Pour David Horovitz, le fondateur de Times of Israël, rien n’est clair dans cet accord qu’il qualifie de «farce». «Les sanctions économiques seront-elles levées par étapes en fonction de la mise en place par l’Iran des accords ou au moment ou l’accord sera signé? Ce n’est pas clair. Y-aura-t-il des inspections à tout moment et en tout lieu de tous les sites suspects nucléaires civiles et militaires? Ce n’est pas clair. L’Iran sera-t-il contraint de transférer à l’étranger l’essentiel de son stock d’uranium enrichi? Ce n’est pas clair. L’Iran aura-t-il la possibilité de continuer la recherche et développement de centrifugeuses sophistiquées pour accélérer le processus de fabrication d’une bombe? Ce n’est pas clair

«L’accord de principe est une interprétation américaine unilatérale»

Comment accorder alors du crédit aux promesses de Barack Obama et John Kerry se félicitant d’un progrès «historique» qui éloigne la perspective d’un Iran doté de l’arme nucléaire et apporte de la stabilité au Moyen-Orient. Henry Kissinger et George Shulz, deux anciens Secrétaires d’Etat américains, sont tout aussi sceptiques dans une tribune conjointe publiée par le Wall Street Journal. «Négocier l’accord final [prévu avant la date butoir du 30 juin] s’annonce particulièrement difficile. Pour une raison, aucun texte officiel n’a été publié pour le moment. Le soi-disant accord de principe est une interprétation américaine unilatérale. Certaines de ses clauses ont été qualifiées par le principal négociateur iranien de «baratin»…».

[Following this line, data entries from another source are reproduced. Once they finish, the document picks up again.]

//! Tic-tac-toe: board evaluation, minimax search and the session value.

pub mod action;
pub mod contracts;
pub mod invariants;
pub mod outcome;
pub mod position;
pub mod rules;
pub mod search;
pub mod session;
pub mod settings;
pub mod types;

pub use action::{Move, MoveError};
pub use outcome::Outcome;
pub use position::Position;
pub use rules::{empty_cells, evaluate, has_win, is_full, winning_line, WinLine, WIN_LINES};
pub use search::{
    best_move, choose_move, ScoredMove, SearchError, SearchRoles, DRAW_SCORE, LOSS_SCORE,
    WIN_SCORE,
};
pub use session::{Scoreboard, Session, STARTING_PLAYER};
pub use settings::{GameMode, GameSettings};
pub use types::{Board, BoardParseError, Player, Square};

/// Alias for clarity where the player is referred to by the symbol it places.
pub type Mark = Player;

Henry Kissinger et George Shulz considèrent en outre que parier, comme le fait Barack Obama, sur un comportement rationnel des acteurs au Moyen-Orient est extrêmement risqué. «Les modes de pensée passés dans le domaine de la stratégie nucléaire assumaient l’existence d’acteurs étatiques stables. Parmi les puissances nucléaires, les distances géographiques, l’importance des programmes et les considérations morales rendaient des attaques surprises inconcevables. Comment cette doctrine s’applique dans une région ou l’utilisation d’affidés non gouvernementaux est courante, les structures étatiques sont menacées et la mort dans le cadre du djihad est un accomplissement?».

Même Barack Obama a reconnu implicitement les limites de l’accord «historique» en faisant une gaffe lors d’une interview à la chaîne de télévision publique américaine NPR. Il a admis que même si l’Iran respecte les engagements pris «rien ne l’empêchera de se doter dans dix ans, à l’issue de l’accord, et en très peu de temps de l’arme nucléaire…». Le Département d’Etat a tenté de limiter les dégâts et expliqué ensuite que le Président avait été «confus».